Fast forward a few years and we will be facing our kids moving out. To be honest, I’m dreading it. It’s one thing to say that “there is nowhere safer than God’s will”… it’s another thing when your baby moves several hours away and closer to their in-laws… choosing to put themselves in harm’s way for their country… or has been called to share the gospel in the Middle East. I found it so interesting that God didn’t allow the people in several passages in the bible to go back home just to say goodbye. When Jesus called the disciples (Mark 1:17-20) they “…straightway left their nets, and followed him.” He told a mean seeking to be a disciple Luke 9:59-62, “No man, having put his hand to the plough, and looking back, is fit for the kingdom of God.” when he wanted to go back and say goodbye to his family first. Honestly, that always has seemed a little harsh to me. Instead, I wonder if he knows us mamas are great at using guilt trips and tears to change our children’s minds. Instead of finding a source of encouragement to follow God’s plan for their lives, they would discover discouragement and doubt from someone supposed to push them towards God. It is possible that we place too much emphasis on family and not enough on God’s will. (Luke 12:3)
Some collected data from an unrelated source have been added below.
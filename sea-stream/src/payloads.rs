//! Typed payloads for the main business events.
//!
//! The client never decodes payloads itself; these records are for handlers
//! that want typed access instead of the raw JSON.
//!
//! ```no_run
//! # use sea_stream::{StreamClient, ClientOptions};
//! # async fn demo(client: StreamClient) {
//! client
//!     .on_item_sold(|message| {
//!         if let Some(event) = message.as_item_sold() {
//!             println!("sold for {}", event.payload.sale_price);
//!         }
//!     })
//!     .await;
//! # }
//! ```

use chrono::{DateTime, Utc};
use serde::{Deserialize, Serialize};

use crate::events::EventType;
use crate::protocol::Message;

#[derive(Debug, Clone, Default, Serialize, Deserialize)]
pub struct Collection {
    pub slug: String,
}

#[derive(Debug, Clone, Default, Serialize, Deserialize)]
pub struct Chain {
    pub name: String,
}

#[derive(Debug, Clone, Default, Serialize, Deserialize)]
pub struct Metadata {
    #[serde(default)]
    pub animation_url: Option<String>,
    #[serde(default)]
    pub image_url: Option<String>,
    #[serde(default)]
    pub metadata_url: Option<String>,
    #[serde(default)]
    pub name: Option<String>,
}

#[derive(Debug, Clone, Default, Serialize, Deserialize)]
pub struct Item {
    #[serde(default)]
    pub chain: Chain,
    #[serde(default)]
    pub metadata: Metadata,
    /// `<chain>/<contract>/<token id>`.
    pub nft_id: String,
    #[serde(default)]
    pub permalink: String,
}

/// Any account reference (maker, taker, sender, receiver).
#[derive(Debug, Clone, Default, Serialize, Deserialize)]
pub struct Account {
    pub address: String,
}

#[derive(Debug, Clone, Default, Serialize, Deserialize)]
pub struct PaymentToken {
    pub address: String,
    pub decimals: u32,
    #[serde(default)]
    pub eth_price: String,
    #[serde(default)]
    pub name: String,
    pub symbol: String,
    #[serde(default)]
    pub usd_price: String,
}

/// One entry of a Seaport order's offer or consideration.
#[derive(Debug, Clone, Default, Serialize, Deserialize)]
#[serde(rename_all = "camelCase")]
pub struct OrderItem {
    pub item_type: i32,
    pub token: String,
    pub identifier_or_criteria: String,
    pub start_amount: String,
    pub end_amount: String,
    /// Only set on consideration items.
    #[serde(default)]
    pub recipient: Option<String>,
}

/// Seaport order parameters.
///
/// `counter` is left out: the feed sends it as either a number or a string.
#[derive(Debug, Clone, Default, Serialize, Deserialize)]
#[serde(rename_all = "camelCase")]
pub struct OrderParameters {
    pub offerer: String,
    #[serde(default)]
    pub offer: Vec<OrderItem>,
    #[serde(default)]
    pub consideration: Vec<OrderItem>,
    pub start_time: String,
    pub end_time: String,
    pub order_type: i32,
    pub zone: String,
    pub zone_hash: String,
    pub salt: String,
    pub conduit_key: String,
    pub total_original_consideration_items: u32,
}

#[derive(Debug, Clone, Default, Serialize, Deserialize)]
pub struct ProtocolData {
    pub parameters: OrderParameters,
    pub signature: Option<String>,
}

#[derive(Debug, Clone, Serialize, Deserialize)]
pub struct Transaction {
    pub hash: String,
    pub timestamp: DateTime<Utc>,
}

#[derive(Debug, Clone, Serialize, Deserialize)]
pub struct ItemListedPayload {
    pub base_price: String,
    pub collection: Collection,
    pub event_timestamp: DateTime<Utc>,
    pub expiration_date: Option<DateTime<Utc>>,
    #[serde(default)]
    pub is_private: bool,
    pub item: Item,
    pub listing_date: Option<DateTime<Utc>>,
    pub listing_type: Option<String>,
    pub maker: Account,
    pub order_hash: String,
    pub payment_token: PaymentToken,
    #[serde(default)]
    pub protocol_address: Option<String>,
    #[serde(default)]
    pub protocol_data: Option<ProtocolData>,
    pub quantity: u64,
    pub taker: Option<Account>,
}

#[derive(Debug, Clone, Serialize, Deserialize)]
pub struct ItemSoldPayload {
    pub closing_date: DateTime<Utc>,
    pub collection: Collection,
    pub event_timestamp: DateTime<Utc>,
    #[serde(default)]
    pub is_private: bool,
    pub item: Item,
    pub listing_type: Option<String>,
    pub maker: Account,
    pub order_hash: String,
    pub payment_token: PaymentToken,
    #[serde(default)]
    pub protocol_address: Option<String>,
    #[serde(default)]
    pub protocol_data: Option<ProtocolData>,
    pub quantity: u64,
    pub sale_price: String,
    pub taker: Account,
    pub transaction: Transaction,
}

#[derive(Debug, Clone, Serialize, Deserialize)]
pub struct ItemCancelledPayload {
    pub base_price: Option<String>,
    pub collection: Collection,
    pub event_timestamp: DateTime<Utc>,
    pub expiration_date: Option<DateTime<Utc>>,
    #[serde(default)]
    pub is_private: bool,
    pub item: Item,
    pub listing_date: Option<DateTime<Utc>>,
    /// Shape varies by listing kind; kept undecoded.
    #[serde(default)]
    pub listing_type: serde_json::Value,
    pub maker: Option<Account>,
    pub order_hash: String,
    pub payment_token: PaymentToken,
    #[serde(default)]
    pub protocol_address: Option<String>,
    #[serde(default)]
    pub protocol_data: Option<ProtocolData>,
    pub quantity: u64,
    pub taker: Option<Account>,
    pub transaction: Option<Transaction>,
}

#[derive(Debug, Clone, Serialize, Deserialize)]
pub struct ItemTransferredPayload {
    pub collection: Collection,
    pub event_timestamp: DateTime<Utc>,
    pub from_account: Account,
    pub item: Item,
    pub quantity: u64,
    pub to_account: Account,
    pub transaction: Transaction,
}

/// Envelope payload of every business event.
#[derive(Debug, Clone, Serialize, Deserialize)]
pub struct StreamEvent<T> {
    pub event_type: String,
    pub sent_at: String,
    pub payload: T,
}

pub type ItemListedEvent = StreamEvent<ItemListedPayload>;
pub type ItemSoldEvent = StreamEvent<ItemSoldPayload>;
pub type ItemCancelledEvent = StreamEvent<ItemCancelledPayload>;
pub type ItemTransferredEvent = StreamEvent<ItemTransferredPayload>;

impl Message {
    fn decode_if<T: serde::de::DeserializeOwned>(&self, expected: EventType) -> Option<T> {
        if EventType::from_str(&self.event) == expected {
            self.decode().ok()
        } else {
            None
        }
    }

    /// Try to parse the payload as an item-listed event.
    pub fn as_item_listed(&self) -> Option<ItemListedEvent> {
        self.decode_if(EventType::ItemListed)
    }

    /// Try to parse the payload as an item-sold event.
    pub fn as_item_sold(&self) -> Option<ItemSoldEvent> {
        self.decode_if(EventType::ItemSold)
    }

    /// Try to parse the payload as an item-cancelled event.
    pub fn as_item_cancelled(&self) -> Option<ItemCancelledEvent> {
        self.decode_if(EventType::ItemCancelled)
    }

    /// Try to parse the payload as an item-transferred event.
    pub fn as_item_transferred(&self) -> Option<ItemTransferredEvent> {
        self.decode_if(EventType::ItemTransferred)
    }
}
Last week I read the story of Samuel coming to Jesse and asking him to bring all his sons to him so he could anoint one as king. I found it interesting that Jesse gathered all his sons except David. Jesse just took for granted that he knew God’s will for his son. I’m sure he loved his son, he just didn’t see the same potential God did. I’m not sure what made him think David wasn’t king material, but the potential was there. Then there is the story of Jacob and his son Joseph. When Joseph shared his dream with his family, Jacob laughed and got a little indignant. Even though Jacob loved Joseph more than his older children, he still did not see a mighty ruler in his son. He just saw an arrogant teenager instead of the ruler that God knew was inside. Who can blame him, how easy it would be to focus on the sass of a young teenager rather than the meaning of his dream. Take even Jesus’ parents in Luke 2:48-50. I found it amazing that even Mary and Joseph had trouble letting God work his plan through Jesus because all they saw was a child. God has a plan for each one of our kids that will blow our minds, where we see weaknesses, He sees their awesome potential. (Jeremiah 29:11-13) God is in the business of making the weak strong. He is also in the business of sanding the rough edges of spoiled teenagers, BUT FIRST WE MUST LET HIM.
So how can we surpass these enormous and valid fears?
Hebrews 11:6 “But without faith it is impossible to please him:”
Showing faith by focusing on God and not our children. We can start by taking baby steps to release our control. (like maybe letting them go to camp) Finally, we must ask God to open our eyes to who HE sees when he looks at our child.